Items from a dataset
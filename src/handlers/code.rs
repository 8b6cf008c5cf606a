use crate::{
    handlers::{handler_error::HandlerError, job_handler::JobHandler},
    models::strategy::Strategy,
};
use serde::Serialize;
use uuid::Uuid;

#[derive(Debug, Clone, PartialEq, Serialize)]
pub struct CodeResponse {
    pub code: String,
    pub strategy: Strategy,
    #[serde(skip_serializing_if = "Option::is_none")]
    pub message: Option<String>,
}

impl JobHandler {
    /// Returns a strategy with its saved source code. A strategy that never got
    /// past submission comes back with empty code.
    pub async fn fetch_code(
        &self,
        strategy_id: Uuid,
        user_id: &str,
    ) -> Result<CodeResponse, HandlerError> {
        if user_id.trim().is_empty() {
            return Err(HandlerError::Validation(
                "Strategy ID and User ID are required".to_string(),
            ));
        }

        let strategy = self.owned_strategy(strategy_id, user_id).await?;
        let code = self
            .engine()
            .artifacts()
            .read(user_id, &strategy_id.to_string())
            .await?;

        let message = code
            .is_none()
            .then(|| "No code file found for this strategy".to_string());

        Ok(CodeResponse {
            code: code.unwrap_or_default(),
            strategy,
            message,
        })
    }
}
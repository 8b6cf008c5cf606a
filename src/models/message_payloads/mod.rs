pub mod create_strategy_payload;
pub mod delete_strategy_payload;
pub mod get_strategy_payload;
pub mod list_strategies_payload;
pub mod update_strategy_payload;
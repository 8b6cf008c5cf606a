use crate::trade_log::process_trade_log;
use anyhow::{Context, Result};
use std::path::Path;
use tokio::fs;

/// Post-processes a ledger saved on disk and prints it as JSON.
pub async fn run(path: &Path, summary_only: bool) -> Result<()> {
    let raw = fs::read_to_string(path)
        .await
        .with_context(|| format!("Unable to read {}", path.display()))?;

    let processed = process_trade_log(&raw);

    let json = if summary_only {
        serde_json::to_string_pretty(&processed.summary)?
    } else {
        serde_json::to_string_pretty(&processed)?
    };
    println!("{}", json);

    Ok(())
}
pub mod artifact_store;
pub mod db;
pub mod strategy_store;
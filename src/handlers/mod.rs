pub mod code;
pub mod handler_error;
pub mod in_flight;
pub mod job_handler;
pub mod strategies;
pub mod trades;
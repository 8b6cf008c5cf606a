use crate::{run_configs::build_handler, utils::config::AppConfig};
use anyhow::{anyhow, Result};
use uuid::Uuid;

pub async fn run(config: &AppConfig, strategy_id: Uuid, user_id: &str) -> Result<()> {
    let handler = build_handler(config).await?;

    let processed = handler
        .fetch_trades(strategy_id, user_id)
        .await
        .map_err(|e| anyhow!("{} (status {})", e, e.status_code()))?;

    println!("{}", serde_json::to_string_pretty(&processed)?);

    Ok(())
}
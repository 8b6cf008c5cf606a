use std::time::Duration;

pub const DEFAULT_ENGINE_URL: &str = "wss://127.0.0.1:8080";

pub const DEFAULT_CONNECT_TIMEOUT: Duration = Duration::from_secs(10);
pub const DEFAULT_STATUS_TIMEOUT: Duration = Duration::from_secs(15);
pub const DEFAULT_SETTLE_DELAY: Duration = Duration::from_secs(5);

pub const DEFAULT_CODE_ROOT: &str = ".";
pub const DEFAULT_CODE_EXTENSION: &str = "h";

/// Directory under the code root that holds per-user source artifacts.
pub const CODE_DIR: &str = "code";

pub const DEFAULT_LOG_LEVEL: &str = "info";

AIM OF THE EXERCISE: Only the lines from the one that contains "pub const CODE_DIR: &str" to the end of the data should be output, exactly as they appear.

ANSWER SPACE:
pub const CODE_DIR: &str = "code";

pub const DEFAULT_LOG_LEVEL: &str = "info";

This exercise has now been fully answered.